Язык. Знак. Культура. (Петров) - страница 175


Когда Аристотель говорит: "Отдельный человек является сущностью нисколько не в большей степени, чем отдельный бык" (Категории, 5, 2Ь 25), т. е. и человек и бык имеют равные права на знаковое представление под формой субъекта-подлежащего, то в намерение Аристотеля не входит желание оскорбить наше дорогое субъект-объектное отношение, где субъект прописан по человеку, и только по человеку, а любая попытка приписать свойства субъективной самости быку, или электронно-счетной машине, или формуле будет рассматриваться как очередная форма биологического, или механического, или знакового фетишизма. Точно так же, когда Аристотель говорит о вторичных сущностях – о реализованных в порядке исключенного выбора возможностях как о знаковом представлении одной из черточек-потенций субъекта под формой объекта-дополнения, как о логической экспликации частной стороны субъективной способности постоянно пребывать в одном из многих состояний определенности, не надо путать этот объект-дополнение с нашим. Мы не должны приписывать Аристотелю посягательств на современное научное понимание объекта, независимой от нас реальности, данной нам в ощущении, - реальности замороженных дополнений.
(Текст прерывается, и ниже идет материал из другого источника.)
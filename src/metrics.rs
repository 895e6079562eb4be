// Copyright (c) 2025 Erick Bourgeois, firestoned
// SPDX-License-Identifier: MIT

//! Prometheus metrics for the API Gateway operator.
//!
//! All metrics use the namespace prefix `operator_kyma_project_io_`
//! (prometheus-safe version of "operator.kyma-project.io").
//!
//! # Metrics Categories
//!
//! - **Reconciliation Metrics** - passes, their outcome and duration
//! - **Resource Lifecycle Metrics** - owned resources created, updated and deleted
//! - **Safety Metrics** - foreign resources blocking a teardown, status write conflicts
//!
//! # Example
//!
//! ```rust,no_run
//! use api_gateway_operator::metrics::record_reconciliation_success;
//!
//! record_reconciliation_success("APIGateway", std::time::Duration::from_secs(1));
//! ```

use prometheus::{
    CounterVec, Encoder, GaugeVec, HistogramOpts, HistogramVec, Opts, Registry, TextEncoder,
};
use std::sync::LazyLock;
use std::time::Duration;

// ============================================================================
// Metric Name Constants
// ============================================================================

/// Namespace prefix for all operator metrics (prometheus-safe)
const METRICS_NAMESPACE: &str = "operator_kyma_project_io";

// ============================================================================
// Global Metrics Registry
// ============================================================================

/// Global Prometheus metrics registry
///
/// All metrics are registered in this registry and exposed via `/metrics` endpoint.
pub static METRICS_REGISTRY: LazyLock<Registry> = LazyLock::new(Registry::new);

// ============================================================================
// Reconciliation Metrics
// ============================================================================

/// Total number of reconciliations by resource type and status
///
/// Labels:
/// - `resource_type`: Kind of resource (always `APIGateway` today)
/// - `status`: Outcome (`success`, `warning`, `error`, `skipped`)
pub static RECONCILIATION_TOTAL: LazyLock<CounterVec> = LazyLock::new(|| {
    let opts = Opts::new(
        format!("{METRICS_NAMESPACE}_reconciliations_total"),
        "Total number of reconciliations by resource type and status",
    );
    let counter = CounterVec::new(opts, &["resource_type", "status"]).unwrap();
    METRICS_REGISTRY
        .register(Box::new(counter.clone()))
        .unwrap();
    counter
});

/// Duration of reconciliations in seconds
pub static RECONCILIATION_DURATION_SECONDS: LazyLock<HistogramVec> = LazyLock::new(|| {
    let opts = HistogramOpts::new(
        format!("{METRICS_NAMESPACE}_reconciliation_duration_seconds"),
        "Duration of reconciliations in seconds by resource type",
    )
    .buckets(vec![0.001, 0.01, 0.1, 0.5, 1.0, 2.0, 5.0, 10.0, 30.0, 60.0]);
    let histogram = HistogramVec::new(opts, &["resource_type"]).unwrap();
    METRICS_REGISTRY
        .register(Box::new(histogram.clone()))
        .unwrap();
    histogram
});

// ============================================================================
// Resource Lifecycle Metrics
// ============================================================================

/// Owned resource writes by kind and operation (`created`, `updated`, `deleted`)
pub static RESOURCE_OPERATIONS_TOTAL: LazyLock<CounterVec> = LazyLock::new(|| {
    let opts = Opts::new(
        format!("{METRICS_NAMESPACE}_resource_operations_total"),
        "Total number of owned resource writes by kind and operation",
    );
    let counter = CounterVec::new(opts, &["kind", "operation"]).unwrap();
    METRICS_REGISTRY
        .register(Box::new(counter.clone()))
        .unwrap();
    counter
});

// ============================================================================
// Safety Metrics
// ============================================================================

/// Foreign resources currently blocking a teardown, by finalizer
pub static BLOCKING_RESOURCES: LazyLock<GaugeVec> = LazyLock::new(|| {
    let opts = Opts::new(
        format!("{METRICS_NAMESPACE}_blocking_resources"),
        "Number of foreign resources blocking deletion, by finalizer",
    );
    let gauge = GaugeVec::new(opts, &["finalizer"]).unwrap();
    METRICS_REGISTRY.register(Box::new(gauge.clone())).unwrap();
    gauge
});

/// Status writes rejected because of a stale resource version
pub static STATUS_CONFLICTS_TOTAL: LazyLock<CounterVec> = LazyLock::new(|| {
    let opts = Opts::new(
        format!("{METRICS_NAMESPACE}_status_conflicts_total"),
        "Total number of conflicting status writes by resource type",
    );
    let counter = CounterVec::new(opts, &["resource_type"]).unwrap();
    METRICS_REGISTRY
        .register(Box::new(counter.clone()))
        .unwrap();
    counter
});

/// Record a successful reconciliation
pub fn record_reconciliation_success(resource_type: &str, duration: Duration) {
    record_reconciliation(resource_type, "success", duration);
}

/// Record a reconciliation that ended in `Warning`
pub fn record_reconciliation_warning(resource_type: &str, duration: Duration) {
    record_reconciliation(resource_type, "warning", duration);
}

/// Record a failed reconciliation
pub fn record_reconciliation_error(resource_type: &str, duration: Duration) {
    record_reconciliation(resource_type, "error", duration);
}

/// Record a pass that stopped early (object gone or not responsible)
pub fn record_reconciliation_skipped(resource_type: &str, duration: Duration) {
    record_reconciliation(resource_type, "skipped", duration);
}

fn record_reconciliation(resource_type: &str, status: &str, duration: Duration) {
    RECONCILIATION_TOTAL
        .with_label_values(&[resource_type, status])
        .inc();
    RECONCILIATION_DURATION_SECONDS
        .with_label_values(&[resource_type])
        .observe(duration.as_secs_f64());
}

/// Record an owned resource write
///
/// # Arguments
/// * `kind` - Kind of the owned resource (e.g., `Gateway`)
/// * `operation` - `created`, `updated` or `deleted`
pub fn record_resource_operation(kind: &str, operation: &str) {
    RESOURCE_OPERATIONS_TOTAL
        .with_label_values(&[kind, operation])
        .inc();
}

/// Record the number of foreign resources blocking a finalizer
#[allow(clippy::cast_precision_loss)]
pub fn record_blocking_resources(finalizer: &str, count: usize) {
    BLOCKING_RESOURCES
        .with_label_values(&[finalizer])
        .set(count as f64);
}

/// Record a conflicting status write
pub fn record_status_conflict(resource_type: &str) {
    STATUS_CONFLICTS_TOTAL
        .with_label_values(&[resource_type])
        .inc();
}

/// Gather and encode all metrics in Prometheus text format
///
/// # Errors
/// Returns error if encoding fails
pub fn gather_metrics() -> Result<String, prometheus::Error> {
    let encoder = TextEncoder::new();
    let metric_families = METRICS_REGISTRY.gather();
    let mut buffer = Vec::new();
    encoder.encode(&metric_families, &mut buffer)?;
    String::from_utf8(buffer).map_err(|e| prometheus::Error::Msg(format!("UTF-8 error: {e}")))
}

#[cfg(test)]
mod tests {
    use super::*;

    #[test]
    fn test_record_reconciliation_warning() {
        let resource_type = "WarningTest";
        record_reconciliation_warning(resource_type, Duration::from_millis(20));

        let counter = RECONCILIATION_TOTAL.with_label_values(&[resource_type, "warning"]);
        assert!(counter.get() > 0.0);
        let histogram = RECONCILIATION_DURATION_SECONDS.with_label_values(&[resource_type]);
        assert!(histogram.get_sample_count() > 0);
    }

    #[test]
    fn test_record_blocking_resources_sets_gauge() {
        record_blocking_resources("test/finalizer", 3);
        let gauge = BLOCKING_RESOURCES.with_label_values(&["test/finalizer"]);
        #[allow(clippy::float_cmp)]
        {
            assert_eq!(gauge.get(), 3.0);
        }
        record_blocking_resources("test/finalizer", 0);
        #[allow(clippy::float_cmp)]
        {
            assert_eq!(gauge.get(), 0.0);
        }
    }

    #[test]
    fn test_gather_metrics() {
        record_reconciliation_success("GatherTest", Duration::from_millis(100));
        record_resource_operation("GatherKind", "created");

        let metrics_text = gather_metrics().unwrap();
        assert!(metrics_text.contains("operator_kyma_project_io"));
        assert!(metrics_text.contains("reconciliations_total"));
        assert!(metrics_text.contains("resource_operations_total"));
    }
}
Аристотель рассуждает в другой системе смысла, которая лучше всего сохранилась в "наивных" формах наших нормативных грамматик, в школярских анализах предложений "по членам предложения", в правилах идентификации этих членов с их неизбежным "на какой вопрос отвечает?". Важно для нас не только то, что сам Аристотель рассуждает в этой школярской системе смысла уроков по родному языку в начальной и средней школе, но и то обстоятельство, что философия вплоть до Гоббса, Локка, Юма не знала другой системы смысла, рассуждала именно в этой школярской системе, где субъект всегда был подлежащим – единичной вещью во всем богатстве ее действительных и возможных форм существования, а объект – "фикцией", знаковой фиксацией одной из возможных форм существования субъекта в мире мысли, средством "склонения" вещей-субъектов, будь то быки, ослы, камни, металлы, воды, овощи, к удовлетворению наших нужд методами практической деятельности.


Стоит нам лишь чуточку промахнуться, забыть об этой разнице систем смыслов, и мы тут же вручим Аристотелю или любому другому до Юма и Канта в порядке свидетельства собственной исторической неграмотности либо духовный магнитофон, либо духовную вареную картофелину, о которых ни античность, ни средневековье не имели ни малейшего представления. Сложность историко-философского исследования в том, в частности, и состоит, что духовные открытия и изобретения редко сохраняют "метрику", дату регистрации появления на свет. Поэтому на историко-философских дорогах не такая уж редкость встретить Ноздрева на мотоцикле, или пушкинскую Татьяну с транзистором, или Фалеса, страшного болельщика, у телевизора. Вот этого нам и следует избегать: любой человек живет в рамках собственной жизни и в соответствующих рамках исторической вместимости. Нет смысла требовать от него "работы на историю", на то, чего пока нет. История сама рассудит, кто был кто и что было что для нее, помогать истории в этом деле – напрасный труд и трата времени.